┌─ DATA EXTRACT
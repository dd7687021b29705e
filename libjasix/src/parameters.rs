use std::path::Path;

use serde::{Deserialize, Serialize};

use libcompression::{default_compression_level, CompressionConfig, CompressionType};

use crate::{block_stream::DEFAULT_BLOCK_SIZE, error::Result};

/// Build time settings. Queries do not depend on them, so they are not
/// stored in the index.
#[derive(Serialize, Deserialize, Debug, Clone, PartialEq, Eq)]
#[serde(default)]
pub struct Parameters
{
    /// Records spanning more bases than this are large variants
    pub large_variant_threshold: i32,
    pub max_node_width: i32,
    pub preferred_node_count: usize,
    /// Uncompressed size of a block stream block
    pub block_size: usize,
    pub compression: CompressionConfig,
}

impl Default for Parameters
{
    fn default() -> Self
    {
        Parameters {
            large_variant_threshold: 50,
            max_node_width: 50,
            preferred_node_count: 50,
            block_size: DEFAULT_BLOCK_SIZE,
            compression: CompressionConfig::default(),
        }
    }
}

impl Parameters
{
    pub fn from_yaml(yaml: &str) -> Result<Self>
    {
        Ok(serde_yml::from_str(yaml)?)
    }

    pub fn from_path<P: AsRef<Path>>(path: P) -> Result<Self>
    {
        let yaml = std::fs::read_to_string(path)?;
        Parameters::from_yaml(&yaml)
    }

    pub fn with_large_variant_threshold(mut self, threshold: i32) -> Self
    {
        self.large_variant_threshold = threshold;
        self
    }

    pub fn with_max_node_width(mut self, width: i32) -> Self
    {
        self.max_node_width = width;
        self
    }

    pub fn with_preferred_node_count(mut self, count: usize) -> Self
    {
        self.preferred_node_count = count;
        self
    }

    /// Switching codec resets the level to that codec's default
    pub fn with_compression_type(mut self, compression_type: CompressionType) -> Self
    {
        if compression_type != self.compression.compression_type {
            self.compression = self
                .compression
                .with_compression_type(compression_type)
                .with_compression_level(default_compression_level(compression_type));
        }
        self
    }
}

#[cfg(test)]
mod tests
{
    use super::*;

    #[test]
    fn bundled_profile_is_the_default()
    {
        let params =
            Parameters::from_yaml(include_str!("../profiles/default.yaml")).unwrap();
        assert_eq!(params, Parameters::default());
    }

    #[test]
    fn missing_fields_keep_defaults()
    {
        let params = Parameters::from_yaml(
            "max_node_width: 100\ncompression:\n  compression_type: ZLIB\n  compression_level: 6\n",
        )
        .unwrap();
        assert_eq!(params.max_node_width, 100);
        assert_eq!(params.large_variant_threshold, 50);
        assert_eq!(params.compression.compression_type, CompressionType::ZLIB);
    }

    #[test]
    fn changing_codec_resets_the_level()
    {
        let params = Parameters::default().with_compression_type(CompressionType::ZLIB);
        assert_eq!(params.compression.compression_type, CompressionType::ZLIB);
        assert_eq!(params.compression.compression_level, 6);

        let mut tuned = Parameters::default();
        tuned.compression.compression_level = 19;
        let same = tuned.clone().with_compression_type(CompressionType::ZSTD);
        assert_eq!(same, tuned);
    }

    #[test]
    fn malformed_yaml_is_an_input_error()
    {
        let err = Parameters::from_yaml("max_node_width: [1, 2").unwrap_err();
        assert!(err.is_input_error());
    }
}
└─
> PROBLEM: The answer must be all of the entries, restated exactly.

> SOLUTION FOR THIS PROBLEM:
repository dd7687021b29705e
filename libjasix/src/parameters.rs
use std::path::Path;

use serde::{Deserialize, Serialize};

use libcompression::{default_compression_level, CompressionConfig, CompressionType};

use crate::{block_stream::DEFAULT_BLOCK_SIZE, error::Result};

/// Build time settings. Queries do not depend on them, so they are not
/// stored in the index.
#[derive(Serialize, Deserialize, Debug, Clone, PartialEq, Eq)]
#[serde(default)]
pub struct Parameters
{
    /// Records spanning more bases than this are large variants
    pub large_variant_threshold: i32,
    pub max_node_width: i32,
    pub preferred_node_count: usize,
    /// Uncompressed size of a block stream block
    pub block_size: usize,
    pub compression: CompressionConfig,
}

impl Default for Parameters
{
    fn default() -> Self
    {
        Parameters {
            large_variant_threshold: 50,
            max_node_width: 50,
            preferred_node_count: 50,
            block_size: DEFAULT_BLOCK_SIZE,
            compression: CompressionConfig::default(),
        }
    }
}

impl Parameters
{
    pub fn from_yaml(yaml: &str) -> Result<Self>
    {
        Ok(serde_yml::from_str(yaml)?)
    }

    pub fn from_path<P: AsRef<Path>>(path: P) -> Result<Self>
    {
        let yaml = std::fs::read_to_string(path)?;
        Parameters::from_yaml(&yaml)
    }

    pub fn with_large_variant_threshold(mut self, threshold: i32) -> Self
    {
        self.large_variant_threshold = threshold;
        self
    }

    pub fn with_max_node_width(mut self, width: i32) -> Self
    {
        self.max_node_width = width;
        self
    }

    pub fn with_preferred_node_count(mut self, count: usize) -> Self
    {
        self.preferred_node_count = count;
        self
    }

    /// Switching codec resets the level to that codec's default
    pub fn with_compression_type(mut self, compression_type: CompressionType) -> Self
    {
        if compression_type != self.compression.compression_type {
            self.compression = self
                .compression
                .with_compression_type(compression_type)
                .with_compression_level(default_compression_level(compression_type));
        }
        self
    }
}

#[cfg(test)]
mod tests
{
    use super::*;

    #[test]
    fn bundled_profile_is_the_default()
    {
        let params =
            Parameters::from_yaml(include_str!("../profiles/default.yaml")).unwrap();
        assert_eq!(params, Parameters::default());
    }

    #[test]
    fn missing_fields_keep_defaults()
    {
        let params = Parameters::from_yaml(
            "max_node_width: 100\ncompression:\n  compression_type: ZLIB\n  compression_level: 6\n",
        )
        .unwrap();
        assert_eq!(params.max_node_width, 100);
        assert_eq!(params.large_variant_threshold, 50);
        assert_eq!(params.compression.compression_type, CompressionType::ZLIB);
    }

    #[test]
    fn changing_codec_resets_the_level()
    {
        let params = Parameters::default().with_compression_type(CompressionType::ZLIB);
        assert_eq!(params.compression.compression_type, CompressionType::ZLIB);
        assert_eq!(params.compression.compression_level, 6);

        let mut tuned = Parameters::default();
        tuned.compression.compression_level = 19;
        let same = tuned.clone().with_compression_type(CompressionType::ZSTD);
        assert_eq!(same, tuned);
    }

    #[test]
    fn malformed_yaml_is_an_input_error()
    {
        let err = Parameters::from_yaml("max_node_width: [1, 2").unwrap_err();
        assert!(err.is_input_error());
    }
}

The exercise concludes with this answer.